> REQUIRED ACTION: Set down exactly, from the records below, the line with "use tokio::net::TcpStream;" through the line with "while proxy_attempts <", and nothing else.

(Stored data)

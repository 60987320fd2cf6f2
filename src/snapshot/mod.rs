//! On-disk persistence of the last known-good profile per handle.
//!
//! One JSON document per handle, plus a best-effort local copy of the
//! profile picture. The serving layer can answer from [`SnapshotStore::latest`]
//! when a fresh scrape fails.

use std::path::{Path, PathBuf};

use chrono::{DateTime, Utc};
use serde::{Deserialize, Serialize};
use tracing::warn;
use url::Url;

use crate::core::error::IgError;
use crate::profile::ProfileRecord;

/// A persisted scrape result.
#[derive(Clone, Debug, Serialize, Deserialize)]
pub struct Snapshot {
    pub profile: ProfileRecord,
    pub scraped_at: DateTime<Utc>,
    /// Local path of the downloaded profile picture, when the download
    /// succeeded.
    pub image_path: Option<PathBuf>,
    /// True when this snapshot was served from disk instead of a fresh
    /// scrape.
    pub cached: bool,
}

/// Directory-backed snapshot store. Images live under `<dir>/images`.
pub struct SnapshotStore {
    dir: PathBuf,
    images_dir: PathBuf,
    http: reqwest::Client,
}

impl SnapshotStore {
    pub fn new(dir: impl Into<PathBuf>) -> Result<Self, IgError> {
        let dir = dir.into();
        let images_dir = dir.join("images");
        let http = reqwest::Client::builder()
            .timeout(std::time::Duration::from_secs(30))
            .build()?;
        Ok(Self {
            dir,
            images_dir,
            http,
        })
    }

    /// Ensure the storage directories exist.
    pub async fn init(&self) -> Result<(), IgError> {
        tokio::fs::create_dir_all(&self.images_dir).await?;
        Ok(())
    }

    /// Save `profile` as the latest snapshot for its handle, downloading the
    /// profile picture alongside it. The download is best-effort: failures
    /// leave `image_path` empty and never fail the persist.
    pub async fn persist(&self, profile: &ProfileRecord) -> Result<Snapshot, IgError> {
        self.init().await?;
        let scraped_at = Utc::now();

        let image_path = match &profile.profile_picture_url {
            Some(url) => self.download_image(&profile.username, url, scraped_at).await,
            None => None,
        };

        let snapshot = Snapshot {
            profile: profile.clone(),
            scraped_at,
            image_path,
            cached: false,
        };

        let payload = serde_json::to_vec_pretty(&snapshot)
            .map_err(|e| IgError::Data(format!("snapshot encode: {e}")))?;
        tokio::fs::write(self.snapshot_path(&profile.username), payload).await?;
        Ok(snapshot)
    }

    /// The most recent snapshot for `handle`, flagged as cached. `None` when
    /// nothing has been persisted yet.
    pub async fn latest(&self, handle: &str) -> Result<Option<Snapshot>, IgError> {
        let path = self.snapshot_path(handle);
        let text = match tokio::fs::read_to_string(&path).await {
            Ok(text) => text,
            Err(e) if e.kind() == std::io::ErrorKind::NotFound => return Ok(None),
            Err(e) => return Err(IgError::Io(e)),
        };
        let mut snapshot: Snapshot = serde_json::from_str(&text)
            .map_err(|e| IgError::Data(format!("snapshot decode ({}): {e}", path.display())))?;
        snapshot.cached = true;
        Ok(Some(snapshot))
    }

    fn snapshot_path(&self, handle: &str) -> PathBuf {
        self.dir.join(format!("{handle}.json"))
    }

    /// Fetch and persist the profile image. Picture URLs are signed and
    /// carry query parameters, so the filename is normalized to
    /// `<handle>_<timestamp><ext>`, respecting any extension hint in the URL
    /// path.
    async fn download_image(
        &self,
        handle: &str,
        url: &str,
        scraped_at: DateTime<Utc>,
    ) -> Option<PathBuf> {
        let suffix = Url::parse(url)
            .ok()
            .and_then(|u| {
                Path::new(u.path())
                    .extension()
                    .map(|e| format!(".{}", e.to_string_lossy()))
            })
            .unwrap_or_else(|| ".jpg".into());
        let filename = format!("{handle}_{}{suffix}", scraped_at.format("%Y%m%d%H%M%S"));
        let destination = self.images_dir.join(filename);

        if tokio::fs::try_exists(&destination).await.unwrap_or(false) {
            return Some(destination);
        }

        let mut content = self.fetch_image(handle, url).await;

        if content.is_none() && !url.contains("unavatar.io") {
            let fallback = format!("https://unavatar.io/instagram/{handle}");
            content = self.fetch_image(handle, &fallback).await;
        }
        if content.is_none() {
            let fallback = format!("https://api.dicebear.com/7.x/initials/png?seed={handle}");
            content = self.fetch_image(handle, &fallback).await;
        }

        let content = content?;
        match tokio::fs::write(&destination, content).await {
            Ok(()) => Some(destination),
            Err(e) => {
                warn!(handle, error = %e, "unable to persist profile image");
                None
            }
        }
    }

    async fn fetch_image(&self, handle: &str, url: &str) -> Option<Vec<u8>> {
        let resp = match self.http.get(url).send().await.and_then(|r| r.error_for_status()) {
            Ok(resp) => resp,
            Err(e) => {
                warn!(handle, url, error = %e, "failed to download profile image");
                return None;
            }
        };
        match resp.bytes().await {
            Ok(bytes) => Some(bytes.to_vec()),
            Err(e) => {
                warn!(handle, url, error = %e, "failed to read profile image body");
                None
            }
        }
    }
}
//! The retrieval orchestrator: proxy rotation around the strategy chain.

use std::time::Duration;

use tokio::net::TcpStream;
use tracing::{info, warn};

use crate::core::{IgClient, IgError};
use crate::proxy::ProxyEndpoint;

use super::chain::ChainRun;
use super::model::ProfileRecord;

/// TCP connectivity probe budget for a SOCKS5 endpoint before using it.
const REACHABILITY_TIMEOUT: Duration = Duration::from_secs(5);

/// Retrieve `username`'s profile: rotate through viable proxy endpoints up
/// to the configured attempt budget, then fall back to exactly one direct
/// attempt. `NotFound` and `RateLimited` are terminal the moment any attempt
/// reports them; transient and unexpected failures rotate to the next
/// endpoint after marking the current one bad.
#[tracing::instrument(skip(client))]
pub(crate) async fn fetch_profile(
    client: &IgClient,
    username: &str,
) -> Result<ProfileRecord, IgError> {
    let handle = normalize_handle(username);
    if handle.is_empty() {
        return Err(IgError::Data("username must not be empty".into()));
    }

    let cfg = client.config().clone();
    let pool = client.proxy_pool();
    let mut reasons: Vec<String> = Vec::new();

    let mut proxy_attempts = 0u32;
    while proxy_attempts < cfg.proxy_retry_limit {
        let Some(endpoint) = pool.next_endpoint().await else {
            break;
        };
        proxy_attempts += 1;

        // Without credentials there is no way to derive a connection URL for
        // any endpoint, so proxying is off entirely.
        let Some(auth) = client.proxy_auth() else {
            break;
        };

        if !endpoint_reachable(&endpoint, auth.port).await {
            pool.mark_bad(&endpoint, cfg.proxy_cooldown).await;
            continue;
        }

        let proxy_url = endpoint.socks5_url(auth);
        let http = match client.proxied_http(&proxy_url) {
            Ok(http) => http,
            Err(e) => {
                pool.mark_bad(&endpoint, cfg.proxy_cooldown).await;
                reasons.push(format!("Proxy {} unexpected error: {e}", endpoint.host()));
                continue;
            }
        };

        match ChainRun::new(client, &http, &handle).run().await {
            Ok(record) => {
                info!(handle = %handle, proxy = endpoint.host(), "scraped profile via proxy");
                return Ok(record);
            }
            Err(IgError::Timeout(detail)) => {
                warn!(handle = %handle, proxy = endpoint.host(), %detail, "proxy timeout");
                pool.mark_bad(&endpoint, cfg.proxy_cooldown).await;
                reasons.push(format!("Proxy timeout via {}", endpoint.host()));
                tokio::time::sleep(cfg.proxy_backoff).await;
            }
            Err(IgError::RateLimited(msg)) => {
                pool.mark_bad(&endpoint, cfg.proxy_cooldown).await;
                warn!(handle = %handle, proxy = endpoint.host(), "rate limited");
                return Err(IgError::RateLimited(msg));
            }
            Err(e @ IgError::NotFound(_)) => return Err(e),
            Err(e) => {
                pool.mark_bad(&endpoint, cfg.proxy_cooldown).await;
                warn!(handle = %handle, proxy = endpoint.host(), error = %e, "proxy attempt failed");
                reasons.push(format!("Proxy {} unexpected error: {e}", endpoint.host()));
                tokio::time::sleep(cfg.proxy_backoff).await;
            }
        }
    }

    // The direct attempt runs unprobed: the reachability check only ever
    // gates proxy endpoints.
    match ChainRun::new(client, client.http(), &handle).run().await {
        Ok(record) => {
            info!(handle = %handle, "scraped profile via direct connection");
            Ok(record)
        }
        Err(e @ (IgError::NotFound(_) | IgError::RateLimited(_))) => Err(e),
        Err(IgError::Timeout(_)) => {
            reasons.push("Direct connection timeout".into());
            Err(IgError::Runtime { reasons })
        }
        Err(e) => {
            warn!(handle = %handle, error = %e, "unexpected direct scraping failure");
            reasons.push(format!("Direct connection error: {e}"));
            Err(IgError::NotFound(format!(
                "Instagram profile '{handle}' is unavailable or private. {}",
                reasons.join(", ")
            )))
        }
    }
}

fn normalize_handle(username: &str) -> String {
    username.trim().trim_start_matches('@').to_lowercase()
}

async fn endpoint_reachable(endpoint: &ProxyEndpoint, port: u16) -> bool {
    match tokio::time::timeout(
        REACHABILITY_TIMEOUT,
        TcpStream::connect((endpoint.host(), port)),
    )
    .await
    {
        Ok(Ok(_)) => true,
        Ok(Err(e)) => {
            warn!(host = endpoint.host(), error = %e, "SOCKS5 endpoint unreachable");
            false
        }
        Err(_) => {
            warn!(host = endpoint.host(), "SOCKS5 reachability probe timed out");
            false
        }
    }
}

> RESPONSE TO THIS TASK:
use tokio::net::TcpStream;
use tracing::{info, warn};

use crate::core::{IgClient, IgError};
use crate::proxy::ProxyEndpoint;

use super::chain::ChainRun;
use super::model::ProfileRecord;

/// TCP connectivity probe budget for a SOCKS5 endpoint before using it.
const REACHABILITY_TIMEOUT: Duration = Duration::from_secs(5);

/// Retrieve `username`'s profile: rotate through viable proxy endpoints up
/// to the configured attempt budget, then fall back to exactly one direct
/// attempt. `NotFound` and `RateLimited` are terminal the moment any attempt
/// reports them; transient and unexpected failures rotate to the next
/// endpoint after marking the current one bad.
#[tracing::instrument(skip(client))]
pub(crate) async fn fetch_profile(
    client: &IgClient,
    username: &str,
) -> Result<ProfileRecord, IgError> {
    let handle = normalize_handle(username);
    if handle.is_empty() {
        return Err(IgError::Data("username must not be empty".into()));
    }

    let cfg = client.config().clone();
    let pool = client.proxy_pool();
    let mut reasons: Vec<String> = Vec::new();

    let mut proxy_attempts = 0u32;
    while proxy_attempts < cfg.proxy_retry_limit {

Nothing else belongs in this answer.